The Ethical Leadership Signal Model (ELSM) Every organisation already teaches people how to behave—you just have to look at what it rewards and ignores.
The problem nobody likes to admit
Most people assume behaviour in any group comes from rules, policies, or speeches. But if that were true, workplaces would always be fair, communities would always be orderly, and institutions would always function properly. Yet we all know something different happens. People don’t follow what is written per se. They follow what is allowed.
The hidden truth: leadership is not communication—it is signals
Every leader sends signals every single day, even without speaking. Not in speeches. Not in meetings. But in reactions. This is what we call the Ethical Leadership Signal Model (ELSM). It explains a simple but powerful truth:
Leadership is not what you say. It is what your actions silently approve.
The 4 signals every leader sends (whether they know it or not)
Every environment is shaped by four invisible signals:
1. What gets rewarded
Who gets praised, promoted, or given attention?
2. What gets ignored
What behaviour is never addressed?
3. What gets punished
What is corrected or sanctioned?
4. What gets tolerated
What is “technically wrong” but quietly accepted?
These four signals shape everything.
Real life examples you already recognise
In the workplace:
- Someone arrives late repeatedly
- Nothing happens
👉 Others quietly learn: “Punctuality is optional here”
In schools:
- Cheating is ignored for top students
👉 Students learn: “Results matter more than integrity”
In communities:
- Minor corruption is excused if “he is a good person”
👉 People learn: “Rules don’t apply equally”
The uncomfortable truth
People don’t become unethical because they are bad. They become unethical because the system teaches them:
“This behaviour is acceptable here.”
That is the real power of signals.
Why this matters in everyday life
This is not just about leaders. It applies to:
- parents
- teachers
- managers
- community heads
- even friends in a group
If you tolerate something repeatedly, you are shaping behaviour – even silently.
The key insight
People don’t copy leaders. They copy what leaders consistently allow.

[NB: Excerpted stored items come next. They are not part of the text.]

//! Bookmark reconciliation: optimistic local toggles against an
//! authoritative remote bookmark store.
//!
//! The local `bookmark_ids` set flips immediately on toggle so the view
//! updates before the remote call resolves. The reconciler is a pure state
//! machine: [`BookmarkReconciler::toggle`] hands back the remote operation
//! to send (if any), and [`BookmarkReconciler::complete`] folds the remote
//! acknowledgment back in, producing either a follow-up operation or a
//! rollback.
//!
//! One outstanding mutation per id: a toggle that lands while an operation
//! is in flight is queued, and the latest queued intent wins. Two toggles
//! that cancel out are dropped without a second network call.

use std::collections::hash_map::Entry;
use std::collections::{HashMap, HashSet};

/// Direction of a remote bookmark mutation.
#[derive(Debug, Clone, Copy, PartialEq, Eq)]
pub enum BookmarkIntent {
    Add,
    Remove,
}

impl BookmarkIntent {
    fn inverse(self) -> Self {
        match self {
            BookmarkIntent::Add => BookmarkIntent::Remove,
            BookmarkIntent::Remove => BookmarkIntent::Add,
        }
    }
}

/// A remote mutation the gateway should perform.
#[derive(Debug, Clone, Copy, PartialEq, Eq)]
pub struct BookmarkOp {
    pub id: i64,
    pub intent: BookmarkIntent,
}

/// What `complete` decided.
#[derive(Debug, Default)]
pub struct CompleteOutcome {
    /// Next operation to send for this id (a queued intent that still needs
    /// the remote side), if any.
    pub next: Option<BookmarkOp>,
    /// True when a failed operation forced the optimistic change to be
    /// inverted. Surfaced to the caller for logging only.
    pub rolled_back: bool,
}

#[derive(Debug)]
struct Pending {
    in_flight: BookmarkIntent,
    queued: Option<BookmarkIntent>,
}

/// Per-id in-flight bookmark mutations.
#[derive(Debug, Default)]
pub struct BookmarkReconciler {
    pending: HashMap<i64, Pending>,
}

impl BookmarkReconciler {
    pub fn new() -> Self {
        Self::default()
    }

    /// Flip the local bookmark state for `id` and return the remote
    /// operation to send, or `None` when one is already in flight (the new
    /// intent is queued; the latest toggle wins).
    pub fn toggle(&mut self, bookmark_ids: &mut HashSet<i64>, id: i64) -> Option<BookmarkOp> {
        // Optimistic flip, visible to the view immediately.
        let intent = if bookmark_ids.remove(&id) {
            BookmarkIntent::Remove
        } else {
            bookmark_ids.insert(id);
            BookmarkIntent::Add
        };

        match self.pending.entry(id) {
            Entry::Vacant(slot) => {
                slot.insert(Pending { in_flight: intent, queued: None });
                Some(BookmarkOp { id, intent })
            }
            Entry::Occupied(mut slot) => {
                slot.get_mut().queued = Some(intent);
                None
            }
        }
    }

    /// Fold the remote acknowledgment for `id` back into local state.
    ///
    /// On success, a queued intent that differs from the acknowledged one
    /// becomes the next in-flight operation; one that matches is dropped
    /// with no network call. On failure with nothing queued, the optimistic
    /// change is inverted so `bookmark_ids` stays consistent with the last
    /// known successful remote state.
    pub fn complete(
        &mut self,
        bookmark_ids: &mut HashSet<i64>,
        id: i64,
        succeeded: bool,
    ) -> CompleteOutcome {
        let Some(pending) = self.pending.remove(&id) else {
            tracing::warn!(id, "Bookmark completion with no pending operation");
            return CompleteOutcome::default();
        };

        // Remote state after this acknowledgment: the in-flight intent on
        // success, its inverse (unchanged remote) on failure.
        let remote = if succeeded {
            pending.in_flight
        } else {
            pending.in_flight.inverse()
        };

        match pending.queued {
            None => {
                if succeeded {
                    CompleteOutcome::default()
                } else {
                    // Roll back the optimistic flip.
                    match pending.in_flight {
                        BookmarkIntent::Add => {
                            bookmark_ids.remove(&id);
                        }
                        BookmarkIntent::Remove => {
                            bookmark_ids.insert(id);
                        }
                    }
                    CompleteOutcome { next: None, rolled_back: true }
                }
            }
            // Local already reflects the queued intent; if it matches the
            // remote state the toggles cancelled out and nothing is owed.
            Some(q) if q == remote => CompleteOutcome::default(),
            Some(q) => {
                self.pending.insert(id, Pending { in_flight: q, queued: None });
                CompleteOutcome { next: Some(BookmarkOp { id, intent: q }), rolled_back: false }
            }
        }
    }

    /// Whether a mutation for `id` is still awaiting acknowledgment.
    pub fn has_pending(&self, id: i64) -> bool {
        self.pending.contains_key(&id)
    }
}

What to do differently (practical application)
If you are in any position of influence:
- Reward what you want repeated
- Correct or punish what you want stopped
- Stop excusing “small wrongs”
- Be consistent, not emotional
Because inconsistency is also a signal.
Final thought
Every environment is shaped twice:
- once by rules
- and once by signals
And signals always win.
Leadership is not what you announce. It is what your environment quietly learns from you every day.